By John Newsom john.newsom@greensboro.com
JAMESTOWN — In the world of food and dining, food trucks are The Next Big Thing.
Is it The Next Big Thing in higher education? Guilford Technical Community College hopes so.
This fall, the community college will offer a new culinary arts program in mobile catering and food truck management. The college says it’s the only one-year program of its kind in North Carolina and one of just a few like it in the nation.
“It addresses a need,” said Albert Schmid, director of the GTCC Culinary Arts and Hospitality Management program. “There are a lot of food trucks — a lot of really good food trucks. … It’s a big thing now and I think it’s a viable business option for students.”
The 42-credit program will take about a year and almost $3,200, plus books and knives, to complete. Graduates will earn a diploma. GTCC hopes to enroll up to 16 students next fall.
Meeting The Green Machine
Like GTCC’s traditional culinary track, students in the new program will learn basic cooking skills, safe food preparation, and food and beverage accounting procedures. Instead of learning about advanced baking or classical cuisine, students on the food-truck track will get classes in catering, how to run a small business and how to promote their truck on social media.
“They need to know how to prep food, do it safely and market their business,” Schmid said.
Students will take classes at GTCC’s main campus in Jamestown. The college is converting a bakery space into a food-truck kitchen — a compact space to give students practice cooking in cramped quarters. (Don’t worry, bakers. Schmid said the college has outgrown the current baking lab and is renovating space upstairs in the Koury Hospitality Careers building for a new one.)
The college last fall also bought a new food truck. Designed to be a mobile lab for students, the GTCC Green Machine is outfitted with a grill, griddle, deep fryer and a sandwich station. At 23 feet, it’s big enough to hold four cooks comfortably.
The truck’s exterior is outlined in LED lights. It also has a video screen to show the menu and speakers to play music or to let cooks talk to customers waiting outside.
Here to Learn
One thing the truck won’t do is show up at food-truck rodeos. State law prohibits public colleges from competing directly with the private sector, so the truck will cook largely on campus for now.
“The program is designed to help people get into the food-truck industry,” said LJ Rush, a GTCC culinary arts instructor who led the effort to create the college’s new program. “We’re not here to be in competition with the food-truck industry.”
Graduates will have a couple of options. They can open their own food truck or food cart. Or they can continue on in GTCC’s culinary program and get their associate’s degree in another year or so.
Leading The Way
GTCC’s program is a quicker — and cheaper — way for new chefs to become their own bosses.

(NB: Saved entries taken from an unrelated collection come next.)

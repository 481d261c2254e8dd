use std::sync::Arc;

use axum::extract::DefaultBodyLimit;
use axum::routing::get;
use axum::Router;
use postboard_service::config::ValidationConfig;
use postboard_service::PostService;
use tower_http::cors::CorsLayer;
use tower_http::trace::TraceLayer;

use crate::handler;

/// Slack for JSON framing, field names and the tag field.
const BODY_OVERHEAD: u64 = 64 * 1024;

/// Worst-case JSON escape of one content character (`\uXXXX\uXXXX`).
const MAX_ESCAPED_CHAR_BYTES: u64 = 12;

/// Largest request body a create call can legitimately need.
///
/// Inline media travels hex encoded, so the media cap counts twice. A body
/// past this size cannot hold valid media and is refused before it is
/// buffered.
pub fn request_body_limit(limits: &ValidationConfig) -> usize {
    let media = limits.max_media_bytes.saturating_mul(2);
    let content = (limits.max_content_chars as u64).saturating_mul(MAX_ESCAPED_CHAR_BYTES);
    let total = media.saturating_add(content).saturating_add(BODY_OVERHEAD);
    usize::try_from(total).unwrap_or(usize::MAX)
}

/// Build the axum router with all Postboard endpoints.
pub fn build_router(service: Arc<PostService>) -> Router {
    let body_limit = request_body_limit(service.limits());
    Router::new()
        .route("/v1/health", get(handler::health_handler))
        .route("/v1/stats", get(handler::stats_handler))
        .route(
            "/v1/posts",
            get(handler::list_posts_handler).post(handler::create_post_handler),
        )
        .route("/v1/posts/:id", get(handler::get_post_handler))
        .route("/v1/hashtags/:tag/posts", get(handler::posts_by_tag_handler))
        .route("/v1/blobs/:blob_id", get(handler::get_blob_handler))
        .layer(DefaultBodyLimit::max(body_limit))
        .layer(TraceLayer::new_for_http())
        .layer(CorsLayer::permissive())
        .with_state(service)
}

#[cfg(test)]
mod tests {
    use super::*;

    #[test]
    fn body_limit_covers_hex_encoded_media() {
        let limits = ValidationConfig::default();
        let limit = request_body_limit(&limits) as u64;
        assert!(limit > 2 * limits.max_media_bytes);
        assert!(limit < 2 * limits.max_media_bytes + 1024 * 1024);
    }

    #[test]
    fn body_limit_saturates() {
        let limits = ValidationConfig {
            max_content_chars: usize::MAX,
            max_media_bytes: u64::MAX,
        };
        assert_eq!(request_body_limit(&limits), usize::MAX);
    }
}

Schmid said traditional brick-and-mortar restaurants might need $1 million or more to get started, and many head restaurant chefs spend years working their way up through the ranks. A food truck might need only about $100,000 or so to get rolling; a food cart might take only $50,000.
Rush said the idea for the program came from surveys that asked GTCC students about the courses they wanted the college to offer. When he started looking for food-truck programs at other colleges, Rush said he found nothing comprehensive — just a handful of classes here and there or certificate programs that take just a few weeks to complete.
Once the word about GTCC’s new program got out in culinary circles, Rush said his phone started to ring.
“We’re so looking forward to being the leader in this,” Rush said.